* [Task]:
Write down the whole listing below again without changing a word.

* [Supplied data]:
•••

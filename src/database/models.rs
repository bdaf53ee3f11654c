use serde::Serialize;

/// One row of the `docs` table.
#[derive(Debug, Clone, Serialize, sqlx::FromRow)]
pub struct DocInfo {
    pub id: i64,
    pub filename: String,
    pub mime: String,
    pub added_at: i64,
    pub chunk_count: i64,
}

/// One chunk of a document, ordered by `chunk_index`.
#[derive(Debug, Clone, sqlx::FromRow)]
pub struct ChunkRow {
    pub chunk_index: i64,
    pub source: String,
    pub text: String,
}

/// A search result: chunk reference plus cosine score.
#[derive(Debug, Clone, Serialize)]
pub struct SearchHit {
    pub source: String,
    pub text: String,
    pub score: f64,
    pub doc_id: i64,
    pub chunk_index: i64,
}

•••

* [Task response]:
filename src/database/models.rs
repository bdaf53ee3f11654c
use serde::Serialize;

/// One row of the `docs` table.
#[derive(Debug, Clone, Serialize, sqlx::FromRow)]
pub struct DocInfo {
    pub id: i64,
    pub filename: String,
    pub mime: String,
    pub added_at: i64,
    pub chunk_count: i64,
}

/// One chunk of a document, ordered by `chunk_index`.
#[derive(Debug, Clone, sqlx::FromRow)]
pub struct ChunkRow {
    pub chunk_index: i64,
    pub source: String,
    pub text: String,
}

/// A search result: chunk reference plus cosine score.
#[derive(Debug, Clone, Serialize)]
pub struct SearchHit {
    pub source: String,
    pub text: String,
    pub score: f64,
    pub doc_id: i64,
    pub chunk_index: i64,
}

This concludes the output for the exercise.